• How to complete this task:
Among the entries that follow, find every line with the word "await" and copy it.

• Source information:
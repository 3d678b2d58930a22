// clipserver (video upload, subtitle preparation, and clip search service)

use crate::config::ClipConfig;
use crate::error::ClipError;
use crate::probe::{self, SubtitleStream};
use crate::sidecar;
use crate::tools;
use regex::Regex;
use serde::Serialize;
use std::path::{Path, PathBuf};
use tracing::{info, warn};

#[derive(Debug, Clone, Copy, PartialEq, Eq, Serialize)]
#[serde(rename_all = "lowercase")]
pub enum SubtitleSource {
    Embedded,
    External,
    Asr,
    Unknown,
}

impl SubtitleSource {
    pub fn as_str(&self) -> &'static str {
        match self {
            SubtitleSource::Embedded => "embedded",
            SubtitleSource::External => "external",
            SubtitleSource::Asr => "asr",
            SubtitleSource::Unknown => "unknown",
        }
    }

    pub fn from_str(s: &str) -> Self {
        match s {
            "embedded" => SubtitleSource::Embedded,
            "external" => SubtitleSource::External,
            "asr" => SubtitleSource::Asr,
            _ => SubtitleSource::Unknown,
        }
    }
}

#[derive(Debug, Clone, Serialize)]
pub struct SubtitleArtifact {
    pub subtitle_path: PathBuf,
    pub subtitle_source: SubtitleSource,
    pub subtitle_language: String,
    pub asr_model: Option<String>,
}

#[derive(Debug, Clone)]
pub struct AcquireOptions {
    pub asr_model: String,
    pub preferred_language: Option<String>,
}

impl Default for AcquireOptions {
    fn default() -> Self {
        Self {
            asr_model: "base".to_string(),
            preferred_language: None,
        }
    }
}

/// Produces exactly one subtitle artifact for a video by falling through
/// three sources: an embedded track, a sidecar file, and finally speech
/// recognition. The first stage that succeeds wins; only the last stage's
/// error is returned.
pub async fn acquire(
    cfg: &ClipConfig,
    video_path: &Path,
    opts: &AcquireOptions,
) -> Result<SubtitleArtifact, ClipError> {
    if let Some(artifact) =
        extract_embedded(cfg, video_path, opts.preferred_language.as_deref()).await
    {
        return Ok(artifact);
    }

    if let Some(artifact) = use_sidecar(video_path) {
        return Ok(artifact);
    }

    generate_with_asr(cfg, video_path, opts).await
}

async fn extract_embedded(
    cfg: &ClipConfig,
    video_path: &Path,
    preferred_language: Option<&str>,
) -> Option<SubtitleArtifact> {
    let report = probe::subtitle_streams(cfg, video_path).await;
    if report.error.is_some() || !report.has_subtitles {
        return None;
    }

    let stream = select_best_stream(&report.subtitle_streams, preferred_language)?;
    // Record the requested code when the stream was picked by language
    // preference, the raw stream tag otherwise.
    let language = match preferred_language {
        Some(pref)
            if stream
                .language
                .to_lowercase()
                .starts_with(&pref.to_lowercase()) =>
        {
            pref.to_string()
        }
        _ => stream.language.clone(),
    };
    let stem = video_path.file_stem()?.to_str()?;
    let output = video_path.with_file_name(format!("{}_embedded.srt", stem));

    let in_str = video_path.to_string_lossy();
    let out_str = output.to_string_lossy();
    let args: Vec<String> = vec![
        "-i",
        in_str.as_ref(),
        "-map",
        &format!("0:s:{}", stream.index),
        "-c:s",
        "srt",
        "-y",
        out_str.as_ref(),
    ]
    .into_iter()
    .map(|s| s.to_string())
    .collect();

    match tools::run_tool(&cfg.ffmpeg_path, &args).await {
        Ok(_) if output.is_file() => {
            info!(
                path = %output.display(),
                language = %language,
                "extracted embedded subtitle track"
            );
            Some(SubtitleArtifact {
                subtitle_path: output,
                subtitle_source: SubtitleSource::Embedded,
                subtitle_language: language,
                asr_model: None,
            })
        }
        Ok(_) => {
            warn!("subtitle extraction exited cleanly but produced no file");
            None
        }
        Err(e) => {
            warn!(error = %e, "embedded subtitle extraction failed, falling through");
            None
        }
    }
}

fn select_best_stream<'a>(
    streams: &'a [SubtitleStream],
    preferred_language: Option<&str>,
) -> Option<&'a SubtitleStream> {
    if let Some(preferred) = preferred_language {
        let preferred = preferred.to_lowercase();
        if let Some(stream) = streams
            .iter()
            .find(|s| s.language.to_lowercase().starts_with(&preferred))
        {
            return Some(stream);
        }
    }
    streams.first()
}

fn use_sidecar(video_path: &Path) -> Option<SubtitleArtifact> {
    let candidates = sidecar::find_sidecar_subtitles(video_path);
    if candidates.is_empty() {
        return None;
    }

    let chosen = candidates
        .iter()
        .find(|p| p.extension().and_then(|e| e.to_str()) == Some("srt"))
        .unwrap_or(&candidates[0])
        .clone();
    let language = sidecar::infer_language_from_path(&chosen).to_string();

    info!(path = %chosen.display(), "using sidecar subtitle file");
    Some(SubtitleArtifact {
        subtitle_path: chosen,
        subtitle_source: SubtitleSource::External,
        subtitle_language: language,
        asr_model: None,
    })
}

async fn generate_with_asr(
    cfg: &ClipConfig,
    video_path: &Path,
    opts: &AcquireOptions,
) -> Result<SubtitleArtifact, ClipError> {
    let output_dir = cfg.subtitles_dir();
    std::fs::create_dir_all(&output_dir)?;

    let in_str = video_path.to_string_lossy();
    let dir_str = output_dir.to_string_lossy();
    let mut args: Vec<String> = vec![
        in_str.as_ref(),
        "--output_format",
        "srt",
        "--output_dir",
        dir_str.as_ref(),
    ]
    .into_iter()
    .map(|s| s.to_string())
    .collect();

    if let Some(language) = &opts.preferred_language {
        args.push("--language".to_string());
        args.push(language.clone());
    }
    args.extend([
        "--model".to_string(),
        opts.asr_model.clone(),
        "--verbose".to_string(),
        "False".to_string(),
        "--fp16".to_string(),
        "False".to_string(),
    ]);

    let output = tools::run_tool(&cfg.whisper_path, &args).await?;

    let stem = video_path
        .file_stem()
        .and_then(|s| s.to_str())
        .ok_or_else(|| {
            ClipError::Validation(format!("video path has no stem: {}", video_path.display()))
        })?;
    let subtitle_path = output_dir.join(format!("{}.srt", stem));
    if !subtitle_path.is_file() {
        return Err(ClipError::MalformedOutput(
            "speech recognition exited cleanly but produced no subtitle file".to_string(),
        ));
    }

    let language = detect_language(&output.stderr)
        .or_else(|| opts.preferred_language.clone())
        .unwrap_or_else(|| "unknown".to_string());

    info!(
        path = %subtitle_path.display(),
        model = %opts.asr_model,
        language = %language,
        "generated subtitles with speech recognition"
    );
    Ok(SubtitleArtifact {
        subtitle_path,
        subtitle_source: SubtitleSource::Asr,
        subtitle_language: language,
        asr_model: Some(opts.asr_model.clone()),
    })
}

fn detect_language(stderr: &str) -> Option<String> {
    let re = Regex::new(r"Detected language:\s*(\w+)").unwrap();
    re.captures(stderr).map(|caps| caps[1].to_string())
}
...
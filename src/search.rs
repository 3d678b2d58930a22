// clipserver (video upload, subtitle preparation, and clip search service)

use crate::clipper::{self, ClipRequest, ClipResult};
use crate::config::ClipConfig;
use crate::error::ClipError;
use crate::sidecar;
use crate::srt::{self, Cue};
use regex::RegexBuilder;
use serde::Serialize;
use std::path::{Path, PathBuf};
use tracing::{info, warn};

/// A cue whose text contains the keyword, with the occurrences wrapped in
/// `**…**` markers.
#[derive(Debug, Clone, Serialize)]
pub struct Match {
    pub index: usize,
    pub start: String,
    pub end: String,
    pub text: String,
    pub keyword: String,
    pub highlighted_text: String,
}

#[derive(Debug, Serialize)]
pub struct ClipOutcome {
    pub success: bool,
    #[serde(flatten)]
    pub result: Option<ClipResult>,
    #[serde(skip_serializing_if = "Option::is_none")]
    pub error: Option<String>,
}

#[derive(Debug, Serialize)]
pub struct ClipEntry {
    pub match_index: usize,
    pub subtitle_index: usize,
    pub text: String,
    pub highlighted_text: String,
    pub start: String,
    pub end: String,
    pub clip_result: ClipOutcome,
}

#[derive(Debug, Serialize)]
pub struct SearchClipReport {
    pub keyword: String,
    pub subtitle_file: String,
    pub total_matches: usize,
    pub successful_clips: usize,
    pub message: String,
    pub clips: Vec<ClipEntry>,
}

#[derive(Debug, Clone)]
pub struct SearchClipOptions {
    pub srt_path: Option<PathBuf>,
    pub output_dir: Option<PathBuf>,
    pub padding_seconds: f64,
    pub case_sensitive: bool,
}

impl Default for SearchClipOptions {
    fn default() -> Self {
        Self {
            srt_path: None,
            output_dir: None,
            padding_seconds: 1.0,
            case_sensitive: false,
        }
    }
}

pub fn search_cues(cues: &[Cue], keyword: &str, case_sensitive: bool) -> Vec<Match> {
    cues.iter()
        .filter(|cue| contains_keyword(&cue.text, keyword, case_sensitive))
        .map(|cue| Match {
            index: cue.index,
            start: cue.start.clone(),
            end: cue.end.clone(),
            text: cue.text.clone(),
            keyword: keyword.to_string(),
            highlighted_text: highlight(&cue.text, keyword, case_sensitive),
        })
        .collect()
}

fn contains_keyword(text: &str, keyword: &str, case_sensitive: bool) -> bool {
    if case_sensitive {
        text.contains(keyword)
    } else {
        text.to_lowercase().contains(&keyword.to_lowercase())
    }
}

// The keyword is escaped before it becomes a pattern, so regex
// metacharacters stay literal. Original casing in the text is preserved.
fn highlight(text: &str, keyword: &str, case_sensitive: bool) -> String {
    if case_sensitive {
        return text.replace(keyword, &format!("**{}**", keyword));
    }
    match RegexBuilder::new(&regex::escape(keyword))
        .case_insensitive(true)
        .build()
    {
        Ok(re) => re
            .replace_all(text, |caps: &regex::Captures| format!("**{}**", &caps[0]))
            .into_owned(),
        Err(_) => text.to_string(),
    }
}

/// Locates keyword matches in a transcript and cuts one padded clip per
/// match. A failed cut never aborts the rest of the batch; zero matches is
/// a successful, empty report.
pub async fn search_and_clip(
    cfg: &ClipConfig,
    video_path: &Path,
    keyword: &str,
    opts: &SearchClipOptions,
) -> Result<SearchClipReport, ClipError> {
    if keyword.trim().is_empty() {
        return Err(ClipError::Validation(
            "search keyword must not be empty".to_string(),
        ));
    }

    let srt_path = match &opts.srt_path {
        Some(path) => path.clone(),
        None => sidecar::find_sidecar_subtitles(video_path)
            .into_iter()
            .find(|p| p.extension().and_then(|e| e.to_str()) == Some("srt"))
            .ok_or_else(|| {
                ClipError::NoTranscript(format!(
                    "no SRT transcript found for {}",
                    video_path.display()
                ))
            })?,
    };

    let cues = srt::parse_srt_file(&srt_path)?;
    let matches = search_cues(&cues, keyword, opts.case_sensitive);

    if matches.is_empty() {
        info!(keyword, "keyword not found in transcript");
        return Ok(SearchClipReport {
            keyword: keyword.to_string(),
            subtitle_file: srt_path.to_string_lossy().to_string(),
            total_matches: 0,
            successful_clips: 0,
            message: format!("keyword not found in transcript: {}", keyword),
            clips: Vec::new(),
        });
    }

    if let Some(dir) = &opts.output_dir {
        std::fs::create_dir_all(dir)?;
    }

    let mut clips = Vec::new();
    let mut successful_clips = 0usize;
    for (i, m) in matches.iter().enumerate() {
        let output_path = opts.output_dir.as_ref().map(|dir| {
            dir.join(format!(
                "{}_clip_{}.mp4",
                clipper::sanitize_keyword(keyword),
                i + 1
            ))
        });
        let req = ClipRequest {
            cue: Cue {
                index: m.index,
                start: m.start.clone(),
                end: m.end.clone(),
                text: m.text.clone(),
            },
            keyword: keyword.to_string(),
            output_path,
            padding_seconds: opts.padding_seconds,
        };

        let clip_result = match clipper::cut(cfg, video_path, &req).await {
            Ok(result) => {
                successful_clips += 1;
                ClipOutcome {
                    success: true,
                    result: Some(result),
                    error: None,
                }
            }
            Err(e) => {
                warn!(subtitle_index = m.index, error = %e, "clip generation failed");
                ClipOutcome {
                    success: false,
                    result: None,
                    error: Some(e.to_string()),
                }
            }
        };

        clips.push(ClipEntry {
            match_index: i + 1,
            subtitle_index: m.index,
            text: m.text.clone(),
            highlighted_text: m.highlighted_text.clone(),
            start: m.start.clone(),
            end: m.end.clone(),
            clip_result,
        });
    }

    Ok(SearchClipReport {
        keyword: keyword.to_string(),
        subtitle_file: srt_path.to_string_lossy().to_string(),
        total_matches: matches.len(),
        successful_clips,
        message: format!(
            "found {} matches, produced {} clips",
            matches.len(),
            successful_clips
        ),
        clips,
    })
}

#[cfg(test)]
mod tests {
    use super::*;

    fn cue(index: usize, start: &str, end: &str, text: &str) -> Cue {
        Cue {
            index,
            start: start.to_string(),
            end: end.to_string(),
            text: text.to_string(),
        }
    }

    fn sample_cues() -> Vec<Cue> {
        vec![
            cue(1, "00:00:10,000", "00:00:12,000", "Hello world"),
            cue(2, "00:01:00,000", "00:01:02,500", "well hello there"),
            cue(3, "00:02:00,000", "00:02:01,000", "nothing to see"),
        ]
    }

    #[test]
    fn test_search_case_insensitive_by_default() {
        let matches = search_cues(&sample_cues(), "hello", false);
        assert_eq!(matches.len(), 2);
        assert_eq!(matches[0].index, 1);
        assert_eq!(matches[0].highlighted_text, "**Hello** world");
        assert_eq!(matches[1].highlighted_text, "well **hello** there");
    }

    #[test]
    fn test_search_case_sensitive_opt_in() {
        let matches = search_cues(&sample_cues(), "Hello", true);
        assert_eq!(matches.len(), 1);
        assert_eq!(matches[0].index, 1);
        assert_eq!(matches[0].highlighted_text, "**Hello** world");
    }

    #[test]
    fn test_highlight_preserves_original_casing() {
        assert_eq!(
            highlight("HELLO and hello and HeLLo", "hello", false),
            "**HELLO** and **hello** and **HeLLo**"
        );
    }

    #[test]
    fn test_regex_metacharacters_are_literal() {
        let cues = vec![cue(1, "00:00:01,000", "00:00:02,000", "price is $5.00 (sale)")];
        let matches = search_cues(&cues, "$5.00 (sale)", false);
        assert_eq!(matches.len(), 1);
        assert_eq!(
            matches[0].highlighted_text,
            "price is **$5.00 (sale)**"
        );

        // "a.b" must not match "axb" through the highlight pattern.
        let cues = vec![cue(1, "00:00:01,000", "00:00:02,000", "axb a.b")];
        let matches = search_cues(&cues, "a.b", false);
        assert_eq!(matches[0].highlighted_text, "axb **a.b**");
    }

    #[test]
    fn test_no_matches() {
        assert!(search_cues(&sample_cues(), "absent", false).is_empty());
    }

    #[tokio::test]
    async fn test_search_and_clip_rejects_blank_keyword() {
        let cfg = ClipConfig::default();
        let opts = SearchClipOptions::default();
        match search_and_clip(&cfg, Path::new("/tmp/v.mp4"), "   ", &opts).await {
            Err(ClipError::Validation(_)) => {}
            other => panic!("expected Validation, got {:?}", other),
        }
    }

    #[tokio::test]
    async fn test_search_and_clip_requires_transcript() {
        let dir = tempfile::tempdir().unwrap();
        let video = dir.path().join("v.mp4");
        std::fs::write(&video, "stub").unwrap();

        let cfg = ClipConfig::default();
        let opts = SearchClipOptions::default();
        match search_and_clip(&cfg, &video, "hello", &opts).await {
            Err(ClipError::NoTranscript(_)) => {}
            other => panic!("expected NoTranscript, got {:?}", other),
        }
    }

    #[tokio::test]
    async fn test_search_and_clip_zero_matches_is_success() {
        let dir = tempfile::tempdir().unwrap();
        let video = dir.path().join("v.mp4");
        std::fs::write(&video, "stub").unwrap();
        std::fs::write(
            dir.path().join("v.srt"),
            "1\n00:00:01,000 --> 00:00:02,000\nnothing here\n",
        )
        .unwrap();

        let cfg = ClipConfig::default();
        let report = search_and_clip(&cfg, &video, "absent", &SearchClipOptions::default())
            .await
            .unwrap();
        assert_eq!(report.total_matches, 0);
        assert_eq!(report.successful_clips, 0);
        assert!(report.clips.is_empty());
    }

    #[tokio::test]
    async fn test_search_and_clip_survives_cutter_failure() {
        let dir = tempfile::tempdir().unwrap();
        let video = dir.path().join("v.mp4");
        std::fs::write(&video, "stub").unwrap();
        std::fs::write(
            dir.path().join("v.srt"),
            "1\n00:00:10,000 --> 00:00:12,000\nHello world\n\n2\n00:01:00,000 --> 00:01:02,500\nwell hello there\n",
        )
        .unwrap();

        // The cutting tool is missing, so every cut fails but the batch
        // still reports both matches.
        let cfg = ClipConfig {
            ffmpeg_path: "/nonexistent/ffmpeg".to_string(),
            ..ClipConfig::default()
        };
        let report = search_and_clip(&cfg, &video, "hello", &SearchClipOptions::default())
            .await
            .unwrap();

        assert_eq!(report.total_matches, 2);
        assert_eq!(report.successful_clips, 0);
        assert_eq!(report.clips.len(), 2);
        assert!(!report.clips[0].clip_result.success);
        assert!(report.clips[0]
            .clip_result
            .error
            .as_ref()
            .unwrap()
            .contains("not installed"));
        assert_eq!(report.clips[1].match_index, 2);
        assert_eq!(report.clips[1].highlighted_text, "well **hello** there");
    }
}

• Task output:
        extract_embedded(cfg, video_path, opts.preferred_language.as_deref()).await
    generate_with_asr(cfg, video_path, opts).await
    let report = probe::subtitle_streams(cfg, video_path).await;
    match tools::run_tool(&cfg.ffmpeg_path, &args).await {
    let output = tools::run_tool(&cfg.whisper_path, &args).await?;
        let clip_result = match clipper::cut(cfg, video_path, &req).await {
        match search_and_clip(&cfg, Path::new("/tmp/v.mp4"), "   ", &opts).await {
        match search_and_clip(&cfg, &video, "hello", &opts).await {
            .await
            .await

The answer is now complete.